Efficacy and Tolerability of Limited Field Radiotherapy with Concurrent Capecitabine in Locally Advanced Pancreatic Cancer
Received 8 July 2009; received in revised form 22 March 2010; accepted 11 May 2010. published online 22 July 2010.
Abstract
Aims
Patients with locally advanced pancreatic cancer (LAPC) are most commonly managed with chemotherapy or concurrent chemoradiotherapy (CRT), which may or may not include non-involved regional lymph nodes in the clinical target volume. We present our results of CRT for LAPC using capecitabine and delivering radiotherapy to a limited radiation field that excluded non-involved regional lymph nodes from the clinical target volume.
Materials and methods
Thirty patients were studied. Patients received 50.4Gy external beam radiotherapy in 28 fractions, delivered to a planning target volume expanded from the primary tumour and involved nodes only. Capecitabine (500–600mg/m2) was given twice daily continuously during radiotherapy. Toxicity and efficacy data were prospectively collected.
Results
Nausea, vomiting and tumour pain were the most common grade 2 toxicities. One patient developed grade 3 nausea. The median time to progression was 8.8 months, with 20% remaining progression free at 1 year.
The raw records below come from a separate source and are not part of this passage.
//! tracing subscriber setup for the binary
//!
//! `ASSETKIT_LOG` takes an `EnvFilter` directive and wins over `-v`.
//! Logs go to stderr so stdout stays parseable.

use std::io;

use is_terminal::IsTerminal;
use tracing_subscriber::EnvFilter;

pub const LOG_ENV_VAR: &str = "ASSETKIT_LOG";

/// Filter for `-v` counts: warn, info, debug, trace
pub fn filter_for(verbose: u8) -> EnvFilter {
    EnvFilter::try_from_env(LOG_ENV_VAR).unwrap_or_else(|_| EnvFilter::new(level_for(verbose)))
}

fn level_for(verbose: u8) -> &'static str {
    match verbose {
        0 => "warn",
        1 => "info",
        2 => "debug",
        _ => "trace",
    }
}

/// Install the global subscriber; later calls are no-ops
pub fn init(verbose: u8, json: bool) {
    let filter = filter_for(verbose);
    let builder = tracing_subscriber::fmt()
        .with_env_filter(filter)
        .with_writer(io::stderr)
        .with_target(false);

    let result = if json {
        builder.json().try_init()
    } else {
        builder.with_ansi(io::stderr().is_terminal()).try_init()
    };
    if let Err(err) = result {
        tracing::debug!(error = %err, "tracing subscriber already installed");
    }
}

#[cfg(test)]
mod tests {
    use super::*;

    #[test]
    fn test_levels() {
        assert_eq!(level_for(0), "warn");
        assert_eq!(level_for(1), "info");
        assert_eq!(level_for(2), "debug");
        assert_eq!(level_for(9), "trace");
    }

    #[test]
    fn test_init_twice_is_harmless() {
        init(0, false);
        init(2, true);
    }
}
//! Directory assets travel as one gzip-compressed tar object.
//!
//! Archives are deterministic: entries sorted, timestamps and owners zeroed.
//! Only regular files are packed, so the archive and the meta listing
//! describe the same set of paths.

use std::fs::File;
use std::io::{self, Read, Write};
use std::path::Path;

use flate2::read::GzDecoder;
use flate2::write::GzEncoder;
use flate2::Compression;
use tar::{Archive, Builder, EntryType, Header};
use walkdir::WalkDir;

/// Sorted `/`-joined paths of every regular file under `root`
pub fn list_files(root: &Path) -> io::Result<Vec<String>> {
    let mut files = Vec::new();
    for entry in WalkDir::new(root).sort_by_file_name() {
        let entry = entry.map_err(io::Error::from)?;
        if !entry.file_type().is_file() {
            continue;
        }
        files.push(relative_name(root, entry.path())?);
    }
    files.sort();
    Ok(files)
}

/// Write `root` as tar+gzip into `writer`, returning the packed listing
pub fn pack_directory<W: Write>(root: &Path, writer: W) -> io::Result<Vec<String>> {
    let files = list_files(root)?;

    let encoder = GzEncoder::new(writer, Compression::default());
    let mut builder = Builder::new(encoder);
    builder.follow_symlinks(false);
    for name in &files {
        let path = root.join(name);
        let file = File::open(&path)?;
        let size = file.metadata()?.len();

        let mut header = Header::new_gnu();
        header.set_entry_type(EntryType::Regular);
        header.set_size(size);
        header.set_mode(0o644);
        header.set_mtime(0);
        header.set_uid(0);
        header.set_gid(0);
        builder.append_data(&mut header, name, file)?;
    }
    let encoder = builder.into_inner()?;
    encoder.finish()?.flush()?;
    Ok(files)
}

/// Unpack a tar+gzip stream into `dest`, which is created if missing.
///
/// Entries escaping `dest` are skipped by `tar` itself.
pub fn unpack_archive<R: Read>(reader: R, dest: &Path) -> io::Result<()> {
    std::fs::create_dir_all(dest)?;
    let mut archive = Archive::new(GzDecoder::new(reader));
    archive.set_preserve_permissions(false);
    archive.unpack(dest)
}

fn relative_name(root: &Path, path: &Path) -> io::Result<String> {
    let rel = path
        .strip_prefix(root)
        .map_err(|e| io::Error::new(io::ErrorKind::InvalidInput, e))?;
    let mut parts = Vec::new();
    for component in rel.components() {
        let part = component.as_os_str().to_str().ok_or_else(|| {
            io::Error::new(
                io::ErrorKind::InvalidData,
                format!("non UTF-8 path {}", path.display()),
            )
        })?;
        parts.push(part);
    }
    Ok(parts.join("/"))
}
The median overall survival was 9.7 months with a 1 year survival of 30%. Of 21 patients with imaged progression, 13 (62%) progressed systemically, three (14%) had local progression, two (10%) had locoregional progression and three (14%) progressed with both local/locoregional and systemic disease.
Conclusion
CRT using capecitabine and limited field radiotherapy is a well-tolerated, relatively efficacious treatment for LAPC. The low toxicity and low regional progression rates support the use of limited field radiotherapy, allowing evaluation of this regimen with other anti-cancer agents.